Шурка знает, что его ум не труслив, что он умеет обуздывать страх усилием воли: смертью не испугаешь. Но плоть его боязлива. Боязнь пули или мучений в плену трепещет в каждом уголке тела, в пальцах, ушах, плечах, каждой клетке. Тело рвется только к одному: жить, жить. И не всегда ум и воля могут поспеть за этим отчаянным желанием. Сычужный, Шурке кажется, понимает. эти опасения, и потому со взглядом начальника разведки Шурка старается не встречаться.
Ну так что же его ждет, что завещал, наказывал ему Микола?

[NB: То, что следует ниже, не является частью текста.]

//! Application state context and the services every page needs to reach the
//! backend.

use std::rc::Rc;
use std::time::Duration;

use api::RestClient;
use dioxus::prelude::*;
use store::{AppState, AuthSlice, ClientConfig, KeyValueStore};

/// Handles that do not change for the lifetime of the app: the REST client
/// (without credentials), the session storage and the search debounce delay.
#[derive(Clone, Copy)]
pub struct Services {
    api: Signal<RestClient>,
    storage: Signal<Rc<dyn KeyValueStore>>,
    debounce: Duration,
}

impl Services {
    fn new(config: &ClientConfig, storage: Rc<dyn KeyValueStore>) -> Self {
        Self {
            api: Signal::new(RestClient::from_config(config)),
            storage: Signal::new(storage),
            debounce: Duration::from_millis(config.search.debounce_ms),
        }
    }

    /// A client carrying the bearer token of the current session, if any.
    pub fn client(&self, auth: &AuthSlice) -> RestClient {
        self.api.read().with_token(auth.access_token())
    }

    pub fn storage(&self) -> Rc<dyn KeyValueStore> {
        Rc::clone(&self.storage.read())
    }

    pub fn debounce(&self) -> Duration {
        self.debounce
    }
}

#[cfg(all(target_arch = "wasm32", feature = "web"))]
fn platform_store() -> Rc<dyn KeyValueStore> {
    Rc::new(store::LocalStorage::new())
}

#[cfg(all(target_arch = "wasm32", not(feature = "web")))]
fn platform_store() -> Rc<dyn KeyValueStore> {
    Rc::new(store::MemoryStore::new())
}

#[cfg(not(target_arch = "wasm32"))]
fn platform_store() -> Rc<dyn KeyValueStore> {
    Rc::new(store::FileStore::default_location())
}

#[cfg(not(target_arch = "wasm32"))]
fn load_config() -> ClientConfig {
    let Ok(text) = std::fs::read_to_string(ClientConfig::filename()) else {
        return ClientConfig::from_env();
    };
    match ClientConfig::from_toml(&text) {
        Ok(config) => config,
        Err(e) => {
            tracing::warn!(error = %e, "Ignoring unreadable {}", ClientConfig::filename());
            ClientConfig::from_env()
        }
    }
}

#[cfg(target_arch = "wasm32")]
fn load_config() -> ClientConfig {
    ClientConfig::from_env()
}

/// Get the application state.
/// Returns a signal that updates whenever any slice changes.
pub fn use_app_state() -> Signal<AppState> {
    use_context::<Signal<AppState>>()
}

pub fn use_services() -> Services {
    use_context::<Services>()
}

/// Provider component that restores the session and owns the app state.
/// Wrap your app with this component before any page mounts.
#[component]
pub fn AppStateProvider(children: Element) -> Element {
    let services = use_hook(|| {
        let config = load_config();
        tracing::info!(base_url = %config.api.base_url, "Starting PetPerfect client");
        Services::new(&config, platform_store())
    });
    let state = use_signal(|| AppState::restore(services.storage().as_ref()));

    use_context_provider(|| services);
    use_context_provider(|| state);

    rsx! {
        {children}
    }
}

Сычужный оглядывается на командиров, те молчат, и начальник разведки начинает говорить медленно и негромко. Он всегда так говорит, бывший счетовод Сычужный, контролируя себя и не позволяя сменить интонацию. Он хороший, вдумчивый, осмотрительный начальник разведки, этот сутулый длиннорукий человек с крепким тесаным лицом и прищуренными снайперскими глазами. Но, человек полностью штатской профессии, он не доверяет себе в этом новом особом военном качестве и старается быть начальником разведки идеальным. Это лишает его чувства свободы и всегда держит в напряжении. Он изводит себя страстью к совершенству сильнее, чем изводила его язва, мучительная болезнь, с двадцать второго июня сорок первого года отступившая куда-то вглубь и затаившаяся.
— Так вот, задание, Доминиани… — говорит Сычужный, стоя посреди хаты и держась рукой за портупею, словно для опоры. — О важности напоминать не буду. Вам в этом задании отводится особая роль. Вы понимаете в обстановке больше, чем остальные члены группы. С разрешения командира и комиссара я рассказываю о задании без всяких утаек, так что вы будете знать то, от чего зависит жизнь всех бойцов отряда. Незачем объяснять: эту тайну вы должны хранить, что бы ни случилось.
Сычужный примолк и посмотрел на Шурку из-под своих кустистых и коротких бровей, растущих пучками белой травы-седыша. Как, Доминиани? Я ничего, товарищ Сычужный. Я постараюсь. Ей-богу. Ну, ладно, ладно. Гм…
— Отряд блокирован. Прижат к рекам. Если бы мы и попробовали переправиться, они бы успели встретить нас на том, с\хом берегу, и мы бы не сумели развернуться… Да. Ну это вы все и без меня знаете, и карты не надо. Как погиб Таранец? Таранец погиб, проверяя последний открытый, возможно, выход для отряда… Думали мы, может, не знают немцы про этот выход — через Яркины болота. Выходит, знают.
— Ягдгруппа, — пробормотал Шурка.
В нем жило ощущение вины. Почему? Потому что он первый определил тактику этих групп; определил, но не смог предупредить Миколу именно об этой засаде!